How could hair be there?

If there was not much then it could have been gathered on a brush or even clothes before Madeleine's death and transferred to the car when the McCanns moved from the apartment to a rented villa. But there are strong indications from the police that there was an "unusual" amount of hair under the carpet in the boot, where the spare tyre goes, which they say could mean the young girl's body was hidden there before disposal. The tests will reveal whether the hair was torn out – by a brush, for example – or fell out, potentially as a result of death.

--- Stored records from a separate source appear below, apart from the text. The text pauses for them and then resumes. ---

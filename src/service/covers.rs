//! Bulk cover operations

use super::{validate_position, BridgeService};
use crate::dispatch::{perform_group, DeviceAction, GroupOutcome};
use crate::error::Result;
use crate::translate::DeviceType;
use tracing::info;

impl BridgeService {
    async fn cover_ids(&self, label_filter: Option<&str>) -> Vec<String> {
        self.filtered_ids(label_filter, DeviceType::is_cover).await
    }

    async fn bulk_cover_action(
        &self,
        action: DeviceAction,
        position: Option<u8>,
        label_filter: Option<&str>,
    ) -> GroupOutcome {
        let ids = self.cover_ids(label_filter).await;
        info!(
            action = %action,
            covers = ids.len(),
            filter = label_filter.unwrap_or(""),
            "Bulk cover action"
        );
        let outcome = perform_group(self.coordinator(), &ids, action, position).await;
        info!(action = %action, %outcome, "Bulk cover action completed");
        outcome
    }

    /// Open every cover, optionally filtered by label substring
    pub async fn open_all_covers(&self, label_filter: Option<&str>) -> GroupOutcome {
        self.bulk_cover_action(DeviceAction::Open, None, label_filter)
            .await
    }

    /// Close every cover, optionally filtered by label substring
    pub async fn close_all_covers(&self, label_filter: Option<&str>) -> GroupOutcome {
        self.bulk_cover_action(DeviceAction::Close, None, label_filter)
            .await
    }

    /// Stop every cover, optionally filtered by label substring
    pub async fn stop_all_covers(&self, label_filter: Option<&str>) -> GroupOutcome {
        self.bulk_cover_action(DeviceAction::Stop, None, label_filter)
            .await
    }

    /// Move every cover to a host-scale position
    pub async fn set_covers_position(
        &self,
        position: u8,
        label_filter: Option<&str>,
    ) -> Result<GroupOutcome> {
        validate_position(Some(position))?;
        Ok(self
            .bulk_cover_action(DeviceAction::SetPosition, Some(position), label_filter)
            .await)
    }
}
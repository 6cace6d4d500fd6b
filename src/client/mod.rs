//! Client boundary for the HomiSmart cloud session and its device handles
//!
//! The vendor library owns connection, authentication and transport; this
//! module defines the traits the rest of the bridge consumes it through,
//! plus the shared value types crossing that boundary.

use crate::error::{HomismartError, Result};
use async_trait::async_trait;
use chrono::{DateTime, Utc};
use serde::{Deserialize, Serialize};
use std::sync::Arc;
use tokio::sync::broadcast;

/// Capacity of the push-event channel; refreshes are cheap, so lagging
/// receivers may safely drop events.
pub const EVENT_CHANNEL_CAPACITY: usize = 64;

/// Operations a device handle may support
#[derive(Debug, Clone, Copy, PartialEq, Eq, Hash, Serialize, Deserialize)]
#[serde(rename_all = "snake_case")]
pub enum Capability {
    /// Position or brightness level control (0-100, vendor scale)
    Level,
    /// Binary on/off control
    OnOff,
    /// Stop an in-flight movement
    Stop,
}

/// The set of capabilities a device handle exposes
#[derive(Debug, Clone, Copy, Default, PartialEq, Eq, Serialize, Deserialize)]
pub struct CapabilitySet {
    /// Supports `set_level`
    pub level: bool,
    /// Supports `turn_on`/`turn_off`
    pub on_off: bool,
    /// Supports `stop`
    pub stop: bool,
}

impl CapabilitySet {
    /// Empty capability set
    pub const fn none() -> Self {
        Self {
            level: false,
            on_off: false,
            stop: false,
        }
    }

    /// Add level control
    pub const fn with_level(mut self) -> Self {
        self.level = true;
        self
    }

    /// Add on/off control
    pub const fn with_on_off(mut self) -> Self {
        self.on_off = true;
        self
    }

    /// Add stop control
    pub const fn with_stop(mut self) -> Self {
        self.stop = true;
        self
    }

    /// Check whether a capability is present
    pub fn supports(&self, capability: Capability) -> bool {
        match capability {
            Capability::Level => self.level,
            Capability::OnOff => self.on_off,
            Capability::Stop => self.stop,
        }
    }
}

/// Push notification emitted by the vendor session
#[derive(Debug, Clone, Serialize, Deserialize)]
#[serde(rename_all = "snake_case", tag = "event")]
pub enum DeviceEvent {
    /// A device reported new state
    DeviceUpdated {
        /// Display name of the device that changed
        name: String,
    },
}

/// One live vendor device
///
/// Telemetry accessors are plain passthrough of whatever the vendor session
/// last saw; command methods default to an unsupported error so adapters only
/// implement what the physical device can do. `set_level` expects a
/// vendor-scale value (0 = open/off, 100 = closed/full) that is already a
/// multiple of 10.
#[async_trait]
pub trait DeviceHandle: Send + Sync {
    /// Display name, also the basis for the derived record id
    fn name(&self) -> &str;

    /// Capabilities this device supports
    fn capabilities(&self) -> CapabilitySet;

    /// Reachability flag, when the vendor reports one
    fn online(&self) -> Option<bool> {
        None
    }

    /// Current level in vendor scale
    fn current_level(&self) -> Option<u8> {
        None
    }

    /// Target level in vendor scale
    fn target_level(&self) -> Option<u8> {
        None
    }

    /// Vendor-reported curtain state string
    fn curtain_state(&self) -> Option<String> {
        None
    }

    /// Binary on/off state
    fn is_on(&self) -> Option<bool> {
        None
    }

    /// Battery percentage
    fn battery(&self) -> Option<u8> {
        None
    }

    /// Signal strength in dB
    fn rssi(&self) -> Option<i32> {
        None
    }

    /// Last successful communication with the device
    fn last_communication(&self) -> Option<DateTime<Utc>> {
        None
    }

    /// Move to a vendor-scale level
    async fn set_level(&self, _level: u8) -> Result<()> {
        Err(HomismartError::unsupported(format!(
            "{} does not support level control",
            self.name()
        )))
    }

    /// Switch the device on
    async fn turn_on(&self) -> Result<()> {
        Err(HomismartError::unsupported(format!(
            "{} does not support on/off control",
            self.name()
        )))
    }

    /// Switch the device off
    async fn turn_off(&self) -> Result<()> {
        Err(HomismartError::unsupported(format!(
            "{} does not support on/off control",
            self.name()
        )))
    }

    /// Stop an in-flight movement
    async fn stop(&self) -> Result<()> {
        Err(HomismartError::unsupported(format!(
            "{} does not support stop",
            self.name()
        )))
    }
}

/// Trait for HomiSmart session implementations
#[async_trait]
pub trait HomismartClient: Send + Sync {
    /// Establish the cloud session
    async fn connect(&self) -> Result<()>;

    /// Check if the session is established
    async fn is_connected(&self) -> bool;

    /// Close the session; must be safe to call more than once
    async fn close(&self) -> Result<()>;

    /// All devices the session currently knows about
    async fn devices(&self) -> Result<Vec<Arc<dyn DeviceHandle>>>;

    /// Subscribe to push notifications
    fn subscribe(&self) -> broadcast::Receiver<DeviceEvent>;
}
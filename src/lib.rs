//! HomiSmart bridge: normalized device snapshots, command dispatch and
//! scenes over the HomiSmart cloud session
//!
//! The bridge polls a HomiSmart session for its device set, normalizes it
//! into typed records (shutters, lights, switches), translates between the
//! host position convention (0 = closed, 100 = open) and the vendor's
//! inverted scale, and exposes best-effort single/bulk command dispatch plus
//! persisted scenes.
//!
//! # Example
//!
//! ```rust,no_run
//! use homismart_bridge::{BridgeService, Coordinator, SceneStore};
//! use homismart_bridge::mock::MockClient;
//! use std::sync::Arc;
//! use std::time::Duration;
//!
//! #[tokio::main]
//! async fn main() -> Result<(), Box<dyn std::error::Error>> {
//!     let client = Arc::new(MockClient::new());
//!     let coordinator = Arc::new(Coordinator::new(client, Duration::from_secs(30)));
//!     coordinator.refresh().await?;
//!     coordinator.start().await;
//!
//!     let service = BridgeService::new(
//!         Arc::clone(&coordinator),
//!         SceneStore::new("scenes.json"),
//!     );
//!     service.open_all_covers(None).await;
//!     Ok(())
//! }
//! ```

pub mod client;
pub mod config;
pub mod coordinator;
pub mod dispatch;
pub mod error;
pub mod logging;
pub mod mock;
pub mod registry;
pub mod scenes;
pub mod service;
pub mod translate;

// Re-export main types
pub use crate::{
    client::{Capability, CapabilitySet, DeviceEvent, DeviceHandle, HomismartClient},
    config::BridgeConfig,
    coordinator::{Coordinator, DeviceRecord, DeviceSnapshot},
    dispatch::{DeviceAction, GroupOutcome},
    error::{HomismartError, Result},
    registry::BridgeRegistry,
    scenes::{CaptureOptions, Scene, SceneStore},
    service::BridgeService,
    translate::{DeviceType, ShutterState},
};
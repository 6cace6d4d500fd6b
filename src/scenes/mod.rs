//! Scene capture, persistence and replay
//!
//! A scene is a named snapshot of selected device states, stored host-scale
//! in a single JSON document keyed by scene name. Saving is read-merge-write
//! through a temp file and rename, so a failed persist can never corrupt
//! scenes that were already stored.

use crate::coordinator::{Coordinator, DeviceSnapshot};
use crate::error::{HomismartError, Result};
use crate::translate::{invert_position, DeviceType};
use chrono::{DateTime, Utc};
use serde::{Deserialize, Serialize};
use std::collections::HashMap;
use std::path::{Path, PathBuf};
use tokio::fs;
use tracing::{debug, error, info, warn};

/// Captured state of one device inside a scene
#[derive(Debug, Clone, Serialize, Deserialize)]
pub struct SceneDeviceState {
    /// Device id at capture time
    pub id: String,

    /// Display label at capture time
    pub label: String,

    /// Inferred category at capture time
    #[serde(rename = "type")]
    pub device_type: DeviceType,

    /// Host-scale position (0 = closed, 100 = open), covers only
    #[serde(skip_serializing_if = "Option::is_none")]
    pub position: Option<u8>,

    /// On/off state, binary devices only
    #[serde(skip_serializing_if = "Option::is_none")]
    pub state: Option<bool>,

    /// Brightness 0-100, dimmable lights only
    #[serde(skip_serializing_if = "Option::is_none")]
    pub brightness: Option<u8>,
}

/// A named, persisted set of target device states
#[derive(Debug, Clone, Serialize, Deserialize)]
pub struct Scene {
    /// Unique scene name, also the storage key
    pub name: String,

    /// Capture timestamp
    pub created: DateTime<Utc>,

    /// Captured device states, in snapshot order
    pub devices: Vec<SceneDeviceState>,
}

/// Selection options for scene capture
#[derive(Debug, Clone, Serialize, Deserialize)]
pub struct CaptureOptions {
    /// Include shutter devices
    pub include_covers: bool,

    /// Include light and switch devices
    pub include_lights: bool,

    /// Case-insensitive label substring filter
    pub label_filter: Option<String>,
}

impl Default for CaptureOptions {
    fn default() -> Self {
        Self {
            include_covers: true,
            include_lights: true,
            label_filter: None,
        }
    }
}

/// Capture a scene from the current snapshot
///
/// Covers record their position converted to host scale; lights and switches
/// record on/off, plus brightness when the device is dimmable.
pub fn capture(snapshot: &DeviceSnapshot, name: &str, options: &CaptureOptions) -> Scene {
    let mut devices = Vec::new();

    for record in snapshot.iter() {
        if let Some(filter) = &options.label_filter {
            if !record.matches_label(filter) {
                continue;
            }
        }

        match record.device_type {
            DeviceType::Shutter if options.include_covers => {
                let vendor_level = record.current_level.unwrap_or(0);
                devices.push(SceneDeviceState {
                    id: record.id.clone(),
                    label: record.label.clone(),
                    device_type: record.device_type,
                    position: Some(invert_position(vendor_level)),
                    state: None,
                    brightness: None,
                });
            }
            DeviceType::Light | DeviceType::Switch if options.include_lights => {
                let brightness = (record.device_type == DeviceType::Light)
                    .then(|| record.current_level)
                    .flatten();
                devices.push(SceneDeviceState {
                    id: record.id.clone(),
                    label: record.label.clone(),
                    device_type: record.device_type,
                    position: None,
                    state: Some(record.is_on()),
                    brightness,
                });
            }
            _ => {}
        }
    }

    Scene {
        name: name.to_string(),
        created: Utc::now(),
        devices,
    }
}

/// Replay a scene through the coordinator, returning the success count
///
/// Covers replay via `set_cover_position` (the host-scale position is
/// re-inverted there); binary devices replay via turn on/off. Brightness
/// replay is not supported and is skipped with a warning.
pub async fn apply(coordinator: &Coordinator, scene: &Scene) -> usize {
    let mut succeeded = 0;

    for device in &scene.devices {
        let success = match device.device_type {
            DeviceType::Shutter => {
                let position = device.position.unwrap_or(0);
                coordinator.set_cover_position(&device.id, position).await
            }
            DeviceType::Light | DeviceType::Switch => {
                if device.state.unwrap_or(false) {
                    let success = coordinator.turn_on_device(&device.id).await;
                    if success && device.brightness.is_some() {
                        warn!(
                            device = %device.id,
                            "Brightness replay is not supported; device turned on only"
                        );
                    }
                    success
                } else {
                    coordinator.turn_off_device(&device.id).await
                }
            }
        };

        if success {
            succeeded += 1;
        } else {
            error!(device = %device.id, scene = %scene.name, "Failed to apply scene state");
        }
    }

    succeeded
}

/// File-backed scene storage: one JSON document keyed by scene name
#[derive(Debug, Clone)]
pub struct SceneStore {
    path: PathBuf,
}

impl SceneStore {
    /// Create a store backed by the given file path
    pub fn new(path: impl Into<PathBuf>) -> Self {
        Self { path: path.into() }
    }

    /// Path of the backing file
    pub fn path(&self) -> &Path {
        &self.path
    }

    /// Load the whole scene document; a missing or empty file is an empty map
    pub async fn load_all(&self) -> Result<HashMap<String, Scene>> {
        let content = match fs::read_to_string(&self.path).await {
            Ok(content) => content,
            Err(e) if e.kind() == std::io::ErrorKind::NotFound => return Ok(HashMap::new()),
            Err(e) => {
                return Err(HomismartError::scene_storage(format!(
                    "Failed to read scenes file: {e}"
                )))
            }
        };

        if content.trim().is_empty() {
            return Ok(HashMap::new());
        }

        let scenes: HashMap<String, Scene> = serde_json::from_str(&content).map_err(|e| {
            HomismartError::scene_storage(format!("Failed to parse scenes file: {e}"))
        })?;

        debug!(count = scenes.len(), "Loaded scenes from file");
        Ok(scenes)
    }

    /// Load one scene by name
    pub async fn load(&self, name: &str) -> Result<Option<Scene>> {
        Ok(self.load_all().await?.remove(name))
    }

    /// Merge one scene into the document; re-saving a name overwrites only
    /// that entry
    ///
    /// If the existing document cannot be read the save is aborted rather
    /// than clobbering stored scenes with a partial view.
    pub async fn save(&self, scene: &Scene) -> Result<()> {
        let mut scenes = self.load_all().await?;
        scenes.insert(scene.name.clone(), scene.clone());
        self.save_all(&scenes).await?;
        info!(scene = %scene.name, devices = scene.devices.len(), "Scene saved");
        Ok(())
    }

    async fn save_all(&self, scenes: &HashMap<String, Scene>) -> Result<()> {
        let json = serde_json::to_string_pretty(scenes).map_err(|e| {
            HomismartError::scene_storage(format!("Failed to serialize scenes: {e}"))
        })?;

        if let Some(parent) = self.path.parent() {
            fs::create_dir_all(parent).await.map_err(|e| {
                HomismartError::scene_storage(format!("Failed to create scenes directory: {e}"))
            })?;
        }

        // Write to a temp file first, then rename, so a failed write never
        // leaves a truncated document behind.
        let temp_file = self.path.with_extension("tmp");

        fs::write(&temp_file, json).await.map_err(|e| {
            HomismartError::scene_storage(format!("Failed to write temp scenes file: {e}"))
        })?;

        fs::rename(&temp_file, &self.path).await.map_err(|e| {
            HomismartError::scene_storage(format!("Failed to move temp scenes file: {e}"))
        })?;

        debug!(count = scenes.len(), "Saved scenes to file");
        Ok(())
    }
}

#[cfg(test)]
mod tests {
    use super::*;
    use crate::client::CapabilitySet;
    use crate::coordinator::DeviceRecord;
    use crate::mock::MockDevice;
    use std::sync::Arc;

    fn snapshot_of(devices: Vec<Arc<MockDevice>>) -> DeviceSnapshot {
        DeviceSnapshot {
            records: devices
                .into_iter()
                .map(|d| DeviceRecord::from_handle(d))
                .collect(),
            refreshed_at: Utc::now(),
        }
    }

    fn mixed_devices() -> Vec<Arc<MockDevice>> {
        vec![
            Arc::new(
                MockDevice::new("Living Room Shutter")
                    .with_capabilities(CapabilitySet::none().with_level().with_stop())
                    .with_current_level(70),
            ),
            Arc::new(
                MockDevice::new("Kitchen Lamp")
                    .with_capabilities(CapabilitySet::none().with_on_off())
                    .with_is_on(true),
            ),
            Arc::new(
                MockDevice::new("Generic Plug")
                    .with_capabilities(CapabilitySet::none().with_on_off())
                    .with_is_on(false),
            ),
        ]
    }

    #[test]
    fn test_capture_records_host_scale_positions() {
        let snapshot = snapshot_of(mixed_devices());
        let scene = capture(&snapshot, "evening", &CaptureOptions::default());

        assert_eq!(scene.devices.len(), 3);
        let shutter = &scene.devices[0];
        assert_eq!(shutter.device_type, DeviceType::Shutter);
        // Vendor 70 is host 30
        assert_eq!(shutter.position, Some(30));
        assert_eq!(shutter.state, None);

        let lamp = &scene.devices[1];
        assert_eq!(lamp.state, Some(true));
        assert_eq!(lamp.position, None);
    }

    #[test]
    fn test_capture_covers_only() {
        let snapshot = snapshot_of(mixed_devices());
        let options = CaptureOptions {
            include_covers: true,
            include_lights: false,
            label_filter: None,
        };
        let scene = capture(&snapshot, "covers", &options);

        assert_eq!(scene.devices.len(), 1);
        assert!(scene.devices.iter().all(|d| d.device_type.is_cover()));
    }

    #[test]
    fn test_capture_label_filter_is_case_insensitive() {
        let snapshot = snapshot_of(mixed_devices());
        let options = CaptureOptions {
            label_filter: Some("kitchen".to_string()),
            ..CaptureOptions::default()
        };
        let scene = capture(&snapshot, "kitchen", &options);

        assert_eq!(scene.devices.len(), 1);
        assert_eq!(scene.devices[0].label, "Kitchen Lamp");
    }

    #[test]
    fn test_capture_dimmable_light_records_brightness() {
        let snapshot = snapshot_of(vec![Arc::new(
            MockDevice::new("Desk Lamp")
                .with_capabilities(CapabilitySet::none().with_level())
                .with_current_level(40),
        )]);
        let scene = capture(&snapshot, "desk", &CaptureOptions::default());

        assert_eq!(scene.devices.len(), 1);
        let lamp = &scene.devices[0];
        assert_eq!(lamp.device_type, DeviceType::Light);
        assert_eq!(lamp.brightness, Some(40));
        // Level above zero counts as on
        assert_eq!(lamp.state, Some(true));
    }
}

What could body fluids be?

Sweat, possibly, or urine from a potty, which would prove nothing. But experts say decomposing bodies give off certain kinds of fluids. Their presence would appear to place Madeleine in the vehicle after death. But as a reputable police source said, that "would not prove homicide, just that the body of the girl had been transported in the car".

What was in the flat?

One of the cadaver-sniffing dogs detected traces of a corpse there, on a Bible and Mrs McCann's clothes. Reports also say the scent formed a trail down to a local beach. Another dog reportedly found blood in a spatter pattern by the windowsill. The chief of police in Portugal, Alipio Ribeiro, said: "Various analyses were received but none of those tests are that exact (giving 100 per cent certainty) so, in other words, we cannot say blood belongs to person A or person B."

Where did the samples go?

The Forensic Science Service in Birmingham. The first results were passed to Portuguese police last week, with more to come. There has been no official comment about tests or results.

Was there a DNA match?

The bodily fluids found in the car reportedly matched Madeleine's genetic profile by 88 per cent, which the Portuguese press called "conclusive". But Sir Alec Jeffreys, inventor of DNA fingerprinting, said: "There are no genetic characters in Madeleine that are not found in at least one other member of the family. So when you have an incomplete DNA profile, that could raise a potential problem... given all other members of that family would have been in that car."

Could the samples reveal she was overdosed?

The newspaper France Soir reported that toxicology tests on the bodily fluid showed Madeleine to have died from an overdose of sleeping pills, but this has not been confirmed. Alan Baker of the forensic science company Bericon said: "These samples are likely to be far from ideal. If it is just a smear or dried deposit you would detect the drug but not how much."

What could be proved by testing the "cuddle cat"?

Very little, it would seem. The pink toy that Mrs McCann carries is her constant reminder of Madeleine. Reports suggest she washed the "cuddle cat" because it had become dirty and smelled of sun cream. At least one police officer has told reporters he finds that strange. In any case, it is obvious that Madeleine's DNA would be on her toy.

Does the search go on?

The police now appear to be looking for a body. Portuguese newspapers have reported that they will resume looking inside and around the church of Our Lady of Light in Praia da Luz where the McCanns attended services regularly.

What is in Kate's diary?

Her thoughts and feelings after 3 May, according to reports. The police have the original but under Portuguese law must apply to the judge for permission to use it. Detectives apparently believe the diary shows Mrs McCann had trouble coping with her three energetic children. However, it is not certain the diary could be used in court. Police also have Mr McCann's laptop.

What do the McCanns and/or their friends say?

They are innocent. The hunt for their daughter's true abductor has been neglected. Neither the flat nor the hire car were sealed off to protect the forensic evidence. Police should look again at the other formal suspect, Robert Murat. And detectives are ignoring the key claim about the man seen carrying a child. The battle to keep Madeleine in the public mind appears to have become an effort to rebut police leaks. Or alternatively, if you think they did it, to undermine the investigation.